В суде обстоятельства дела были исследованы крайне поверхностно и неполно. Вопросы, задававшиеся подсудимым, носили тенденциозный, наводящий характер. Суд не только не устранил наличие существенных противоречий в показаниях подсудимых о времени образования заговора, об их вступлении в него, о составе „центра“ заговора, о практическом участии в заговорщической деятельности, но даже фактически замаскировал эти противоречия… Суд не истребовал никаких объективных документальных доказательств и свидетельств, необходимых для оценки правильности тех или иных обвинений, не вызвал никаких свидетелей и не привлек к рассмотрению дела авторитетных экспертов… (Короче, процесс был подготовлен явно наспех и выглядел инсценировкой. И тому есть объяснение. Суд нисколько не был заинтересован в установлении истины, но и не был заинтересован также в том, чтобы „утопить“ подсудимых. Спустя много лет Каганович на вопрос писателя Феликса Чуева сказал, что дело не в показаниях, а в тех материалах, которые были до суда. —
В 23 часа 35 минут 11 июня 1937 г. председательствующим Ульрихом был оглашен приговор о расстреле всех восьми осужденных с конфискацией всего лично им принадлежавшего имущества и лишением присвоенных им воинских званий.

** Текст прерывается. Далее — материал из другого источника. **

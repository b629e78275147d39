//! Pipeline orchestration
//!
//! This module provides the public API for stream compaction.
//! It orchestrates the full pipeline from raw upstream streams to batch records.

use crate::config::CompactionConfig;
use crate::encoder::{apply_policy, RecordEncoder};
use crate::error::ComputeError;
use crate::features::{compute_pace_quantiles, compute_quantiles};
use crate::normalizer::StreamNormalizer;
use crate::sampling::find_sample_indices;
use crate::types::{
    stream_types, ActivityKind, ActivityRecord, ActivitySummary, CompactedStreams, RawStream,
    StreamPolicy, PACE_QUANTILE_KEY,
};
use std::collections::HashMap;
use tracing::{debug, info};

/// Build the batch record for one activity with the default configuration.
///
/// # Arguments
/// * `activity` - Scalar activity metadata from the upstream API
/// * `streams` - Raw streams for the activity, if they were fetched
///
/// # Example
/// ```ignore
/// let record = activity_to_record(&activity, Some(&streams));
/// let line = serde_json::to_string(&record)?;
/// ```
pub fn activity_to_record(activity: &ActivitySummary, streams: Option<&[RawStream]>) -> ActivityRecord {
    StreamCompactor::default().build_record(activity, streams)
}

/// Build one record per activity with the default configuration, looking
/// streams up by activity id.
pub fn combine_activities(
    activities: &[ActivitySummary],
    streams_by_id: &HashMap<u64, Vec<RawStream>>,
) -> Vec<ActivityRecord> {
    StreamCompactor::default().combine_activities(activities, streams_by_id)
}

/// Compactor holding an injected configuration.
///
/// Pipeline stages per activity:
/// 1. StreamNormalizer - Key streams, apply moving mask, scale cadence, rebase time
/// 2. Features - Quantiles over full-resolution streams, pace quantiles
/// 3. Sampling - Nearest-sample indices on the fixed grid
/// 4. RecordEncoder - Compact columns, type policy, metadata merge
#[derive(Debug, Clone)]
pub struct StreamCompactor {
    config: CompactionConfig,
    normalizer: StreamNormalizer,
    encoder: RecordEncoder,
}

impl Default for StreamCompactor {
    fn default() -> Self {
        Self::from_valid_config(CompactionConfig::default())
    }
}

impl StreamCompactor {
    /// Create a compactor, rejecting configurations the pipeline cannot run
    pub fn new(config: CompactionConfig) -> Result<Self, ComputeError> {
        config.validate()?;
        Ok(Self::from_valid_config(config))
    }

    fn from_valid_config(config: CompactionConfig) -> Self {
        Self {
            normalizer: StreamNormalizer::new(config.cadence_multiplier),
            encoder: RecordEncoder::new(config.sampling_tag()),
            config,
        }
    }

    pub fn config(&self) -> &CompactionConfig {
        &self.config
    }

    /// Compact streams under an explicit policy.
    ///
    /// Returns an empty result when there is nothing to sample: no streams,
    /// no time stream, a run with no moving samples, or no grid point.
    pub fn compact_with_policy(&self, raw: &[RawStream], policy: StreamPolicy) -> CompactedStreams {
        if raw.is_empty() {
            return CompactedStreams::default();
        }

        let Some(normalized) = self.normalizer.normalize(raw, policy) else {
            debug!("no usable time axis, skipping compaction");
            return CompactedStreams::default();
        };

        let levels = &self.config.quantile_levels;
        let mut quantiles = compute_quantiles(&normalized.streams, policy.include_velocity, levels);

        if policy.include_pace {
            if let Some(distance) = normalized.streams.get(stream_types::DISTANCE) {
                if let Some(pace) = compute_pace_quantiles(&normalized.time, distance, levels) {
                    quantiles.insert(PACE_QUANTILE_KEY.to_string(), pace);
                }
            }
        }

        let indices = find_sample_indices(&normalized.time, self.config.interval_seconds);
        if indices.is_empty() {
            debug!("time axis produced no sample points");
            return CompactedStreams::default();
        }

        let compact = self.encoder.encode_compact(&normalized, &indices, policy);
        debug!(
            points = indices.len(),
            streams = normalized.streams.len(),
            "compacted activity streams"
        );

        let mut compacted = CompactedStreams {
            compact: Some(compact),
            quantiles,
        };
        apply_policy(&mut compacted, policy);
        compacted
    }

    /// Sample with the moving mask and pace/velocity fields
    pub fn sample_at_intervals(&self, raw: &[RawStream]) -> CompactedStreams {
        self.compact_with_policy(raw, StreamPolicy::RUNNING)
    }

    /// Sample every sensor stream without the moving mask; no pace or
    /// velocity fields
    pub fn sample_without_moving_filter(&self, raw: &[RawStream]) -> CompactedStreams {
        self.compact_with_policy(raw, StreamPolicy::UNFILTERED)
    }

    /// Compact streams using the policy implied by the activity name
    pub fn compact_for_activity(&self, raw: &[RawStream], activity_name: Option<&str>) -> CompactedStreams {
        let kind = ActivityKind::from_name(activity_name);
        debug!(kind = kind.as_str(), "classified activity");
        self.compact_with_policy(raw, kind.policy())
    }

    /// Build the batch record for one activity.
    ///
    /// Without streams (or with an empty list) the record carries scalar
    /// metadata only.
    pub fn build_record(&self, activity: &ActivitySummary, streams: Option<&[RawStream]>) -> ActivityRecord {
        let compacted = streams
            .filter(|raw| !raw.is_empty())
            .map(|raw| self.compact_for_activity(raw, activity.name.as_deref()));

        self.encoder.encode_record(activity, compacted)
    }

    /// Build one record per activity, in input order
    pub fn combine_activities(
        &self,
        activities: &[ActivitySummary],
        streams_by_id: &HashMap<u64, Vec<RawStream>>,
    ) -> Vec<ActivityRecord> {
        let records: Vec<ActivityRecord> = activities
            .iter()
            .map(|activity| {
                let streams = activity
                    .id
                    .and_then(|id| streams_by_id.get(&id))
                    .map(Vec::as_slice);
                self.build_record(activity, streams)
            })
            .collect();

        let with_streams = records.iter().filter(|r| r.streams_compact.is_some()).count();
        info!(
            activities = records.len(),
            with_streams, "combined activities into records"
        );
        records
    }
}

В ночь на 12 июня Ульрих подписал предписание коменданту Военной коллегии Верхсуда СССР Игнатьеву — немедленно привести в исполнение приговор о расстреле Тухачевского и др. осужденных. Акт о расстреле был подписан присутствовавшими при исполнении приговора Вышинским, Ульрихом, Цесарским, а также Игнатьевым и комендантом НКВД Блохиным».
Интересно было бы почитать докладные записки всех членов суда. Может быть, когда-нибудь и почитаем. Пока что, и то неполно, цитируются только две. Первая принадлежит Буденному (верному сталинисту), вторая — Белову (впоследствии репрессирован).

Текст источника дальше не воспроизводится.